The evaluation of iron overload through hepcidin level and its related factors in myelodysplastic syndromes.

We chose hepcidin and its related factors as evaluating indicators to determine the degrees of iron overload in myelodysplastic syndromes (MDS) patients. A total of 73 patients and 28 healthy volunteers were enrolled in this study. We performed enzyme-linked immunosorbent assay to measure both bone marrow and peripheral blood serum hepcidin. Real-time quantitative polymerase chain reaction was used to determine the gene expression of growth differentiation factor 15 and twisted gastrulation 1. Serum ferritin (SF), C-reactive protein (CRP), and erythropoietin were measured by routine standard laboratory assays. CD4(+) and CD19(+) lymphocytes and Th polarization were detected by flow cytometry. Twenty-four MDS patients were measured their cardiac and liver iron deposition levels through magnetic resonance imaging (MRI) T2* examination. No significant difference was found between the bone marrow hepcidin levels and peripheral blood hepcidin levels (P = 0.134). Stratified according to different World Health Organization subtypes, refractory anemia with ringed sideroblasts patients had the lowest hepcidin levels (105.40 ± 5.13 ng/ml), while refractory anemia with excess blasts-1 had the highest levels (335.71 ± 25.16 ng/ml).
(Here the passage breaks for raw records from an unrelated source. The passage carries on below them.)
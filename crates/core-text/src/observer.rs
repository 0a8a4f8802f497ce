use crate::{LineId, Ring};

/// Receives notice of structural changes to a ring.
///
/// Removal notices arrive before the lines are detached, so every id in
/// `head..=tail` still resolves and `ring.next(tail)` is the line that will
/// follow the gap.
pub trait LineObserver {
    fn lines_removing(&mut self, _ring: &Ring, _head: LineId, _tail: LineId) {}

    /// Text or flags of `head..=tail` changed in place.
    fn lines_changed(&mut self, _ring: &Ring, _head: LineId, _tail: LineId) {}

    fn ring_removing(&mut self, _ring: &Ring) {}
}

impl LineObserver for () {}

impl<A, B> LineObserver for (&mut A, &mut B)
where
    A: LineObserver + ?Sized,
    B: LineObserver + ?Sized,
{
    fn lines_removing(&mut self, ring: &Ring, head: LineId, tail: LineId) {
        self.0.lines_removing(ring, head, tail);
        self.1.lines_removing(ring, head, tail);
    }

    fn lines_changed(&mut self, ring: &Ring, head: LineId, tail: LineId) {
        self.0.lines_changed(ring, head, tail);
        self.1.lines_changed(ring, head, tail);
    }

    fn ring_removing(&mut self, ring: &Ring) {
        self.0.ring_removing(ring);
        self.1.ring_removing(ring);
    }
}
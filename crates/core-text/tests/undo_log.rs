use core_text::{LineId, MAX_UNDO, Ring, RingError};
use pretty_assertions::assert_eq;

fn numbered(count: usize) -> (Ring, Vec<LineId>) {
    let mut ring = Ring::default();
    let mut after = ring.top();
    let mut ids = Vec::new();
    for n in 0..count {
        let id = ring.insert_line(after).unwrap();
        ring.set_text(id, n.to_string().as_bytes()).unwrap();
        ids.push(id);
        after = id;
    }
    (ring, ids)
}

fn texts(ring: &Ring) -> Vec<String> {
    ring.data_lines()
        .map(|(_, line)| String::from_utf8_lossy(ring.text_of(line)).into_owned())
        .collect()
}

#[test]
fn oldest_slots_are_evicted_beyond_capacity() {
    let (mut ring, ids) = numbered(10);
    // Remove lines 1, 3, 5, 7 and 8 one at a time: five soft removals.
    for index in [1, 3, 5, 7, 8] {
        ring.remove_lines_with_undo(ids[index], ids[index], &mut ())
            .unwrap();
    }
    assert_eq!(ring.undo_depth(), MAX_UNDO);
    assert!(ring.get(ids[1]).is_none(), "oldest slot was destroyed");
    assert_eq!(texts(&ring), vec!["0", "2", "4", "6", "9"]);
    ring.check().unwrap();

    for expected in [ids[8], ids[7], ids[5], ids[3]] {
        let (head, tail) = ring.undo().unwrap();
        assert_eq!((head, tail), (expected, expected));
        ring.check().unwrap();
    }
    assert_eq!(
        texts(&ring),
        vec!["0", "2", "3", "4", "5", "6", "7", "8", "9"]
    );
    assert!(matches!(ring.undo(), Err(RingError::CannotUndo)));
}

#[test]
fn multi_line_runs_return_in_order() {
    let (mut ring, ids) = numbered(6);
    ring.remove_lines_with_undo(ids[1], ids[2], &mut ()).unwrap();
    ring.remove_lines_with_undo(ids[3], ids[4], &mut ()).unwrap();
    assert_eq!(texts(&ring), vec!["0", "5"]);
    assert_eq!(ring.rows(), 4);
    ring.undo().unwrap();
    assert_eq!(texts(&ring), vec!["0", "3", "4", "5"]);
    ring.undo().unwrap();
    assert_eq!(texts(&ring), vec!["0", "1", "2", "3", "4", "5"]);
    assert_eq!(ring.row_number(ids[4]), Some(5));
    ring.check().unwrap();
}

#[test]
fn evicted_text_returns_to_pool() {
    let (mut ring, ids) = numbered(MAX_UNDO + 2);
    let live_before = ring.pool().stats().live;
    for id in ids.iter().take(MAX_UNDO + 1) {
        ring.remove_lines_with_undo(*id, *id, &mut ()).unwrap();
    }
    // Exactly one slot was evicted; its 16-byte block is back in the pool.
    assert_eq!(ring.pool().stats().live, live_before - 16);
    ring.reset_undo();
    assert_eq!(ring.pool().stats().live, 16);
    ring.check().unwrap();
}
Stratified according to International Prognostic Scoring System and WHO Classification-based Prognostic Scoring System, there was a significant difference of hepcidin levels between low-risk group and high-risk group in two systems, respectively (P = 0.033 and 0.009). The hepcidin levels of CD4(+) high-expression group were demonstrated higher than the normal expression groups (P = 0.02), but the CD19(+) high-expression group did not show the same result (P = 0.206). Meanwhile, patients with a Th1 polarization trend had a high level of hepcidin versus normal group (P < 0.001). Liver iron concentration (LIC) measured by MRI T2* had a closer correlation (r = 0.582, P < 0.001) to hepcidin than serum ferritin, by stepwise regression. C-reactive protein and LIC seemed to be the key determinants of hepcidin, by multivariate regression. Inflammation plays an important role in the regulation of hepcidin expression. T-lymphocyte activation and Th polarization trend might participate in the regulatory mechanism partly. The capability of organ iron load assessment of MRI T2* seems better than that of SF. It seems that hepcidin with CRP and LIC measured by MRI T2* are potential indicators of iron overload in MDS patients.